## REQUIREMENT
Word for word, return every record that follows.

## STORED DATA
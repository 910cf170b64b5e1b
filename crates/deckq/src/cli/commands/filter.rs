//! Implementation of `deckq filter`.

use std::process::ExitCode;

use deckq_games::Game;
use deckq_search::compile;
use serde::Serialize;
use serde_json::Value;
use tracing::debug;

use crate::cli::{
    args::FilterCommand,
    context::CommandContext,
    output::{print_document, print_json, report_query_error},
};

/// JSON output for `deckq filter`.
#[derive(Serialize)]
struct JsonFilter<'a> {
    /// The query as given.
    query: &'a str,
    /// Game whose commands were used.
    game: Game,
    /// The compiled plan document.
    plan: Value,
}

/// Compiles a query and prints the resulting plan document.
pub fn run(ctx: &CommandContext, cmd: &FilterCommand) -> ExitCode {
    let query = &cmd.query.query;
    let json = ctx.json(cmd.output.json);
    let (game, registry) = match ctx.registry(&cmd.game) {
        Ok(loaded) => loaded,
        Err(code) => return code,
    };

    let translation = match compile(&registry, query) {
        Ok(translation) => translation,
        Err(err) => return report_query_error(query, &err, json),
    };
    let plan = translation.into_plan();
    debug!(%game, sort_keys = plan.sort.len(), "compiled query");
    let document = plan.to_document();

    if json {
        print_json(&JsonFilter {
            query,
            game,
            plan: document,
        })
    } else {
        print_document(&document, ctx.color())
    }
}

## SOLUTION TO THIS TASK
repository 910cf170b64b5e1b
filename crates/deckq/src/cli/commands/filter.rs
//! Implementation of `deckq filter`.

use std::process::ExitCode;

use deckq_games::Game;
use deckq_search::compile;
use serde::Serialize;
use serde_json::Value;
use tracing::debug;

use crate::cli::{
    args::FilterCommand,
    context::CommandContext,
    output::{print_document, print_json, report_query_error},
};

/// JSON output for `deckq filter`.
#[derive(Serialize)]
struct JsonFilter<'a> {
    /// The query as given.
    query: &'a str,
    /// Game whose commands were used.
    game: Game,
    /// The compiled plan document.
    plan: Value,
}

/// Compiles a query and prints the resulting plan document.
pub fn run(ctx: &CommandContext, cmd: &FilterCommand) -> ExitCode {
    let query = &cmd.query.query;
    let json = ctx.json(cmd.output.json);
    let (game, registry) = match ctx.registry(&cmd.game) {
        Ok(loaded) => loaded,
        Err(code) => return code,
    };

    let translation = match compile(&registry, query) {
        Ok(translation) => translation,
        Err(err) => return report_query_error(query, &err, json),
    };
    let plan = translation.into_plan();
    debug!(%game, sort_keys = plan.sort.len(), "compiled query");
    let document = plan.to_document();

    if json {
        print_json(&JsonFilter {
            query,
            game,
            plan: document,
        })
    } else {
        print_document(&document, ctx.color())
    }
}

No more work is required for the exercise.